Some analysts are now warning of stagflation, the economic scenario where growth stalls, inflation persists, and unemployment rises.  Shifting trade policy narratives and recent DOGE efforts are raising the stagflation possibility.  The 10% increase in Chinese import tariffs in effect during February will likely boost the CPI numbers according to Bank of America economists.

President Trump surprised markets on Tuesday by threatening 50% tariffs on Canadian steel and aluminum (which he backed off from later after Ontario’s premier said the province would suspend a surcharge on electricity exports to the US.  The 25% steel and aluminum tariffs that go in effect today are welcome news to a group of US steel industry executives who wrote Trump a letter saying, “We stand fully behind your leadership.”
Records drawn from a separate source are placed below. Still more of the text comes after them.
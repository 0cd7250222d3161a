//! Error and diagnostic system for the Vista parser.
//!
//! Every problem found while reading a model is reported as a
//! [`Diagnostic`]: an optional [`ErrorCode`], a message, one or more labelled
//! source spans, and optional help. All diagnostics of one run are returned
//! together inside a [`ParseError`].
//!
//! # Example
//!
//! ```
//! # use vista_parser::error::{Diagnostic, ErrorCode};
//! # use vista_parser::Span;
//!
//! let diag = Diagnostic::error("element `catalog::Product` is defined more than once")
//!     .with_code(ErrorCode::E300)
//!     .with_label(Span::new(100..107), "duplicate definition")
//!     .with_secondary_label(Span::new(40..47), "first defined here")
//!     .with_help("rename one of the elements");
//! ```

mod diagnostic;
mod error_code;
mod label;
mod parse_error;

pub use diagnostic::Diagnostic;
pub use error_code::ErrorCode;
pub use label::Label;
pub use parse_error::ParseError;
//! Vista CLI entry point.

use std::{process, str::FromStr};

use clap::Parser;
use log::{LevelFilter, debug, error, info};

use vista::VistaError;
use vista_cli::{Args, error_adapter::to_reportables};

fn main() {
    // Panics get miette's report format too
    miette::set_panic_hook();

    let args = Args::parse();
    init_logging(&args.log_level);

    info!("Starting Vista");
    debug!(args:?; "Parsed arguments");

    if let Err(err) = vista_cli::run(&args) {
        report(&err);
        process::exit(1);
    }

    info!("Completed successfully");
}

/// Start `env_logger`, with `--log-level` taking precedence over `RUST_LOG`.
fn init_logging(level: &str) {
    let log_level = LevelFilter::from_str(level).unwrap_or_else(|_| {
        eprintln!("Invalid log level: {level}. Using 'warn' instead.");
        LevelFilter::Warn
    });

    env_logger::Builder::from_env(env_logger::Env::default())
        .filter_level(log_level)
        .init();

    debug!(log_level:?; "Logger initialized");
}

/// Render every diagnostic of `err` as its own miette report.
fn report(err: &VistaError) {
    let reporter = miette::GraphicalReportHandler::new();

    for reportable in to_reportables(err) {
        let mut writer = String::new();
        reporter
            .render_report(&mut writer, &reportable)
            .expect("Writing to String buffer is infallible");

        error!("{writer}");
    }
}
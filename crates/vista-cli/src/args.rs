//! Command-line argument definitions for the Vista CLI.
//!
//! This module defines the [`Args`] structure parsed from the command line
//! using [`clap`]. Arguments select the model, the elements to show, the
//! output format and destination, the configuration file, and logging
//! verbosity.

use clap::Parser;

use vista::export::OutputFormat;

/// Command-line arguments for the Vista model viewer
#[derive(Parser, Debug)]
#[command(author, version, about, long_about = None)]
pub struct Args {
    /// Path to the input Vista model file
    #[arg(help = "Path to the input file")]
    pub input: String,

    /// Element to show, by qualified id (repeatable)
    #[arg(short, long = "show", value_name = "ID")]
    pub show: Vec<String>,

    /// TOML file holding a `setVisibleElements` request
    #[arg(short, long, value_name = "FILE")]
    pub request: Option<String>,

    /// Output format (outline, toml); overrides the configuration
    #[arg(short, long)]
    pub format: Option<OutputFormat>,

    /// Path to the output file; standard output when omitted
    #[arg(short, long)]
    pub output: Option<String>,

    /// Path to configuration file (TOML)
    #[arg(short, long)]
    pub config: Option<String>,

    /// Log level (off, error, warn, info, debug, trace)
    #[arg(long, default_value = "info")]
    pub log_level: String,
}
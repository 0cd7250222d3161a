//! Configuration types for Vista.
//!
//! All types implement [`serde::Deserialize`] and every section falls back
//! to its default, so an empty file is a valid configuration.
//!
//! # Overview
//!
//! - [`AppConfig`] - Top-level configuration combining the sections below.
//! - [`ProjectionConfig`] - Selects the [`RootPolicy`] used when projecting.
//! - [`OutputConfig`] - Selects the default [`OutputFormat`].
//!
//! # Example
//!
//! ```
//! # use vista::{config::AppConfig, export::OutputFormat, projection::RootPolicy};
//! let config: AppConfig = toml::from_str(
//!     r#"
//!     [projection]
//!     root = "checked"
//!     "#,
//! )
//! .unwrap();
//!
//! assert_eq!(config.projection().root(), RootPolicy::Checked);
//! assert_eq!(config.output().format(), OutputFormat::Outline);
//! ```

use serde::Deserialize;

use crate::{export::OutputFormat, projection::RootPolicy};

/// Top-level application configuration.
#[derive(Debug, Clone, Default, Deserialize)]
#[serde(deny_unknown_fields)]
pub struct AppConfig {
    /// Projection configuration section.
    #[serde(default)]
    projection: ProjectionConfig,

    /// Output configuration section.
    #[serde(default)]
    output: OutputConfig,
}

impl AppConfig {
    /// Creates a new [`AppConfig`] from its sections.
    pub fn new(projection: ProjectionConfig, output: OutputConfig) -> Self {
        Self { projection, output }
    }

    /// Returns the projection configuration.
    pub fn projection(&self) -> &ProjectionConfig {
        &self.projection
    }

    /// Returns the output configuration.
    pub fn output(&self) -> &OutputConfig {
        &self.output
    }
}

/// How graphical trees are projected.
#[derive(Debug, Clone, Default, Deserialize)]
#[serde(deny_unknown_fields)]
pub struct ProjectionConfig {
    /// Whether the tree root may be filtered out.
    #[serde(default)]
    root: RootPolicy,
}

impl ProjectionConfig {
    pub fn new(root: RootPolicy) -> Self {
        Self { root }
    }

    /// Returns the configured [`RootPolicy`].
    pub fn root(&self) -> RootPolicy {
        self.root
    }
}

/// How submissions are written.
#[derive(Debug, Clone, Default, Deserialize)]
#[serde(deny_unknown_fields)]
pub struct OutputConfig {
    #[serde(default)]
    format: OutputFormat,
}

impl OutputConfig {
    pub fn new(format: OutputFormat) -> Self {
        Self { format }
    }

    /// Returns the default [`OutputFormat`].
    pub fn format(&self) -> OutputFormat {
        self.format
    }
}

#[cfg(test)]
mod tests {
    use super::*;

    #[test]
    fn test_empty_config_uses_defaults() {
        let config: AppConfig = toml::from_str("").unwrap();

        assert_eq!(config.projection().root(), RootPolicy::Exempt);
        assert_eq!(config.output().format(), OutputFormat::Outline);
    }

    #[test]
    fn test_full_config() {
        let config: AppConfig = toml::from_str(
            r#"
            [projection]
            root = "checked"

            [output]
            format = "toml"
            "#,
        )
        .unwrap();

        assert_eq!(config.projection().root(), RootPolicy::Checked);
        assert_eq!(config.output().format(), OutputFormat::Toml);
    }

    #[test]
    fn test_invalid_policy_is_rejected() {
        let result: Result<AppConfig, _> = toml::from_str(
            r#"
            [projection]
            root = "sometimes"
            "#,
        );

        assert!(result.is_err());
    }

    #[test]
    fn test_unknown_section_is_rejected() {
        let result: Result<AppConfig, _> = toml::from_str("[layout]\ncomponent = \"basic\"\n");

        assert!(result.is_err());
    }
}
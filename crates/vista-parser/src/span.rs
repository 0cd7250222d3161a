//! Source spans.

use std::ops::Range;

/// A byte range in the source text.
#[derive(Debug, Clone, Copy, PartialEq, Eq, Default)]
pub struct Span {
    start: usize,
    end: usize,
}

impl Span {
    /// Create a span from a byte range.
    pub fn new(range: Range<usize>) -> Self {
        Self {
            start: range.start,
            end: range.end.max(range.start),
        }
    }

    /// Get the start offset of the span
    pub fn start(&self) -> usize {
        self.start
    }

    /// Get the end offset of the span
    pub fn end(&self) -> usize {
        self.end
    }

    /// Get the length of the span
    pub fn len(&self) -> usize {
        self.end - self.start
    }

    /// Check if the span is empty
    pub fn is_empty(&self) -> bool {
        self.start == self.end
    }

    /// Create a union of two spans (encompassing both)
    pub fn union(&self, other: Span) -> Span {
        Self {
            start: self.start.min(other.start),
            end: self.end.max(other.end),
        }
    }
}

impl From<Range<usize>> for Span {
    fn from(range: Range<usize>) -> Self {
        Self::new(range)
    }
}

/// A value paired with the span it was parsed from.
#[derive(Debug, Clone, Copy, PartialEq, Eq)]
pub struct Spanned<T> {
    value: T,
    span: Span,
}

impl<T> Spanned<T> {
    pub fn new(value: T, span: Span) -> Self {
        Self { value, span }
    }

    pub fn inner(&self) -> &T {
        &self.value
    }

    pub fn span(&self) -> Span {
        self.span
    }
}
The steel CEOs claim China dumps steel globally, undercutting world markets.  They urged Trump “to resist any requests for exceptions or exclusions and to continue standing strong on behalf of American steel.”  The price of domestic steel has jumped from $700 a ton to almost $1000 a ton since Trump announced his plans, making it easy to understand why US steel producers like tariffs.

Alcoa (AA) CEO William Oplinger on the other hand, says that tariffs would hurt the US aluminum industry.  Alcoa has extensive operations in Canada.  Oplinger says 100,000 US jobs are at stake from aluminum tariffs.

The EU announced tariffs on $28 billion of US goods to counter (equal and appropriate response) Trump’s blanket US tariffs on steel and aluminum.  The European Commission also said they are open to negotiations with the US.  The proposed targets include steel and aluminum, textiles, home appliances, plastics, poultry, beef, eggs, dairy, sugar and vegetables.

Corporate earnings premarket include Dollar Tree (DLTR), LEN, WSM, and YPF.  Earnings after the bell include Adobe (ADBE) and CCI.

The economic calendar focus is the CPI numbers @ 8:30am ET.  Other data includes Crude Oil Inventories @ 10:30am ET and the Federal Budget Balance @ 2:00pm ET.

Volatility ticked down on Tuesday but remains high.

No whale bias as overnight large trader volume was too light to be significant.